▶ [Material for this exercise]
= Beginning of Section =

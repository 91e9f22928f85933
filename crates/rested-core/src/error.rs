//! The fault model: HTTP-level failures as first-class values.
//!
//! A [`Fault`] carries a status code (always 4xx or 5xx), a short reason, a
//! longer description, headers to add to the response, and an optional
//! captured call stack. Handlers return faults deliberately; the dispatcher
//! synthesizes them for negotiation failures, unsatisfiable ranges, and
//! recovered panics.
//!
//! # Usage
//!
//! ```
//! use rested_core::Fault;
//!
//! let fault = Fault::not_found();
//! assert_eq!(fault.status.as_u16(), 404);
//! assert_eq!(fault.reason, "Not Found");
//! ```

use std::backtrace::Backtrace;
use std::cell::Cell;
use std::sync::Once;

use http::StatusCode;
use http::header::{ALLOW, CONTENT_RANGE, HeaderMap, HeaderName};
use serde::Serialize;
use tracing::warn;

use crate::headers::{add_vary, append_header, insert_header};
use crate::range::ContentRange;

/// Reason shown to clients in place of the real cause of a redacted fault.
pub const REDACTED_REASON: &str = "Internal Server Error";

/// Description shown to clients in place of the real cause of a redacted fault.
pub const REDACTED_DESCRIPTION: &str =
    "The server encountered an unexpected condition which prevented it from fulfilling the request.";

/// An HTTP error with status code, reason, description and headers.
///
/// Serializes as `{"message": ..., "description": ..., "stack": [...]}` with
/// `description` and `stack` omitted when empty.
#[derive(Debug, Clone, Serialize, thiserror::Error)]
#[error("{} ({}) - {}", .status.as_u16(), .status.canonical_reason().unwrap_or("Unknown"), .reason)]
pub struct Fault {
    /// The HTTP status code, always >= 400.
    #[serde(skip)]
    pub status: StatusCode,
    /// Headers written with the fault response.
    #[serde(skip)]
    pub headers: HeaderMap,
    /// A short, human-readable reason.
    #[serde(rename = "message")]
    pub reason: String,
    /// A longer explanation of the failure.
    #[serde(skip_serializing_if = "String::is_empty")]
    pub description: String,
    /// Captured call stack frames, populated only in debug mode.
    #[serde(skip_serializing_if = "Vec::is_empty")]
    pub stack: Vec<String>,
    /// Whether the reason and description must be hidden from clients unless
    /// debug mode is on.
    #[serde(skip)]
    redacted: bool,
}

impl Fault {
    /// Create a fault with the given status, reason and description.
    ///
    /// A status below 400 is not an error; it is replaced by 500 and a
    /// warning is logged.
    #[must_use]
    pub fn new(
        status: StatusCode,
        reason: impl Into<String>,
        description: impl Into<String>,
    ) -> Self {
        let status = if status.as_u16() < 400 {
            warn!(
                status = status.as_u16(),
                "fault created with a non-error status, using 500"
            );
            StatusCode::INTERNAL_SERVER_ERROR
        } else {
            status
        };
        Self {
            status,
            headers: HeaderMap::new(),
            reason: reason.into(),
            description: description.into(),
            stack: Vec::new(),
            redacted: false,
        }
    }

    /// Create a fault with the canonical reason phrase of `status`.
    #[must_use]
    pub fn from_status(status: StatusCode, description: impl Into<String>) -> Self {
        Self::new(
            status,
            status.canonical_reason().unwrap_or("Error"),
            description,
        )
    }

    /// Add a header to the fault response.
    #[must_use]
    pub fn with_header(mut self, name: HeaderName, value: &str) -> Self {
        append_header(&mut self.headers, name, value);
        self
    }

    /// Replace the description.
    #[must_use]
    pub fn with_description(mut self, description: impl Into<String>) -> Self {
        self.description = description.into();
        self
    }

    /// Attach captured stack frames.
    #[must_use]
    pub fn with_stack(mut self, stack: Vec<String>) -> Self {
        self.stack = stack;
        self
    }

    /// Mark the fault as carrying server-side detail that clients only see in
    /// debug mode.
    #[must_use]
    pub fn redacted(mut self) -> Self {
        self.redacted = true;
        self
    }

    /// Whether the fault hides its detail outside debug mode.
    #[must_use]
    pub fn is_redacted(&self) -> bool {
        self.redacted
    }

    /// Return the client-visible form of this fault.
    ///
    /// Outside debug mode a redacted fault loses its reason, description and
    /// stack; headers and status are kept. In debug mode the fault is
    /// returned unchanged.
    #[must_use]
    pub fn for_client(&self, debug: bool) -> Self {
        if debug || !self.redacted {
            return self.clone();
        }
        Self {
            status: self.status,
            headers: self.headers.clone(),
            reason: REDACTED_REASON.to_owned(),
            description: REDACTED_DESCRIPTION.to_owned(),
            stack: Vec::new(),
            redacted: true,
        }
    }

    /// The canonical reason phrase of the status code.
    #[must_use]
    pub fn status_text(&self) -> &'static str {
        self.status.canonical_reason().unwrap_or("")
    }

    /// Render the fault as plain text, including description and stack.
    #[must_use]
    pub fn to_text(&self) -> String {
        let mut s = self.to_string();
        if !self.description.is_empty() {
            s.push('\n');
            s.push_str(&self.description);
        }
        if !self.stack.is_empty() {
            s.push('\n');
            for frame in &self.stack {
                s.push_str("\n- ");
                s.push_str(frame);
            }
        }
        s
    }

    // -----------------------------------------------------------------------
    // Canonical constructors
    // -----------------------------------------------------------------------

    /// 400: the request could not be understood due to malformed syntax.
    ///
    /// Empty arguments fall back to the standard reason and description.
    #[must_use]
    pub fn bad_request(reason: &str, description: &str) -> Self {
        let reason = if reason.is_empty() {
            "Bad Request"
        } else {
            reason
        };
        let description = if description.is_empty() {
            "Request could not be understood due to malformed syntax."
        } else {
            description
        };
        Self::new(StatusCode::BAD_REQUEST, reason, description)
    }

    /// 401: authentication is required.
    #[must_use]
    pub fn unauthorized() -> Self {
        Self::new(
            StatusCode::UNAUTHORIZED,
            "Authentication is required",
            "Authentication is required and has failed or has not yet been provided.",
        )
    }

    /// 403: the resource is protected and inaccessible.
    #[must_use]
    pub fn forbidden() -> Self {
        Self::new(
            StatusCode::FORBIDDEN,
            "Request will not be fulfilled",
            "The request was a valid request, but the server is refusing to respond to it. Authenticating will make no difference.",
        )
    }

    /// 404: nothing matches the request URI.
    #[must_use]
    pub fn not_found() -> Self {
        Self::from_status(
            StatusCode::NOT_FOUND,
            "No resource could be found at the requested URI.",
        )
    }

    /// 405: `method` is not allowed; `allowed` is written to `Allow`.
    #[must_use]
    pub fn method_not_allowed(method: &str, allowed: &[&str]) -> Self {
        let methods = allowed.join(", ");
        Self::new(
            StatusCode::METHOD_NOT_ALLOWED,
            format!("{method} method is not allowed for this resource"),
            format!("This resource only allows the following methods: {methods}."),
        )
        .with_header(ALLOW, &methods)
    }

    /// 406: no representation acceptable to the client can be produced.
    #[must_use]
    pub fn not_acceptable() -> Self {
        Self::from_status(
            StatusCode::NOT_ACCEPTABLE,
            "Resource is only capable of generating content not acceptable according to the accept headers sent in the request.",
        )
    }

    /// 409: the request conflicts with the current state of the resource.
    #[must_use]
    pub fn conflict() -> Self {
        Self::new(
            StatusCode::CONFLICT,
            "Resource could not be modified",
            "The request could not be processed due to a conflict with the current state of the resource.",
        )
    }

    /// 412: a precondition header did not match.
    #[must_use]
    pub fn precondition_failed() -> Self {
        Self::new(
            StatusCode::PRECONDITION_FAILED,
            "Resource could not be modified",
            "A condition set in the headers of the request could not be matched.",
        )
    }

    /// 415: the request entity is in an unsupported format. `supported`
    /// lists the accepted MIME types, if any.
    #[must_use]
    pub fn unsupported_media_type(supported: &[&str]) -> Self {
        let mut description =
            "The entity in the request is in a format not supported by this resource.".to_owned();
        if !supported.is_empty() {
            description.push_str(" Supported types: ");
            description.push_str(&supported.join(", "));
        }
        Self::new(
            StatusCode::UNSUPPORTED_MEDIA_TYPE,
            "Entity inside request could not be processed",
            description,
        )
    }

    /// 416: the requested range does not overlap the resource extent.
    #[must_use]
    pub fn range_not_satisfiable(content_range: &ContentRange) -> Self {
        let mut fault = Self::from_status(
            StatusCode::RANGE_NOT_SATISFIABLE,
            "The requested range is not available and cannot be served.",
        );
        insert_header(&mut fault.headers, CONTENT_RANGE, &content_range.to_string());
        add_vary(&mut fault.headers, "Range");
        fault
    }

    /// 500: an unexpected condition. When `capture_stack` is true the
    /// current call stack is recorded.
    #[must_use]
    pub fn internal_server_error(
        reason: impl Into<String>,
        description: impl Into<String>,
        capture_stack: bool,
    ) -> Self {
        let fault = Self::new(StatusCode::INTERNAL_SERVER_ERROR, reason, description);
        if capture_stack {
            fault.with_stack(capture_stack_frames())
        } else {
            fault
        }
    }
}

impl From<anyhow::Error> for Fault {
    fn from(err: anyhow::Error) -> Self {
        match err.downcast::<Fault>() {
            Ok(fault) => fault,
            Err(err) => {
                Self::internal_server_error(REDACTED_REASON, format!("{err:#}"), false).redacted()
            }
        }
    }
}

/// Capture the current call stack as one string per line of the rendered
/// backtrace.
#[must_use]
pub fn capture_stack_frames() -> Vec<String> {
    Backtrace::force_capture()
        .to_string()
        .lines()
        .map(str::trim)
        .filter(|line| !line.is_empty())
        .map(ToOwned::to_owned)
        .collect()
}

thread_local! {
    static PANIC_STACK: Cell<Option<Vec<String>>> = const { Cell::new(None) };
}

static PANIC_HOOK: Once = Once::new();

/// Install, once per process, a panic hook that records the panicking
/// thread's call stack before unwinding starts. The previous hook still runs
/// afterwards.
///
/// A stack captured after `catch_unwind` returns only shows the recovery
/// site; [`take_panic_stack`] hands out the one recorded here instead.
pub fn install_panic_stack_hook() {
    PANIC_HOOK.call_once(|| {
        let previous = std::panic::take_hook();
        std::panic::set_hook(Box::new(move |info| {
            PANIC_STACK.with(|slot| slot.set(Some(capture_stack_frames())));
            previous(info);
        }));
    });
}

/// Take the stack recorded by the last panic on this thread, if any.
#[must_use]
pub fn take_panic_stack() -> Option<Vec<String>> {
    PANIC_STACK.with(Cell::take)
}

= End of Section =

▶ [Goal of the exercise] From the records above, extract exactly and only the lines that begin at the line with "is required and" and stop after the line with "will not be".

▶ [Task result]
            "Authentication is required and has failed or has not yet been provided.",
        )
    }

    /// 403: the resource is protected and inaccessible.
    #[must_use]
    pub fn forbidden() -> Self {
        Self::new(
            StatusCode::FORBIDDEN,
            "Request will not be fulfilled",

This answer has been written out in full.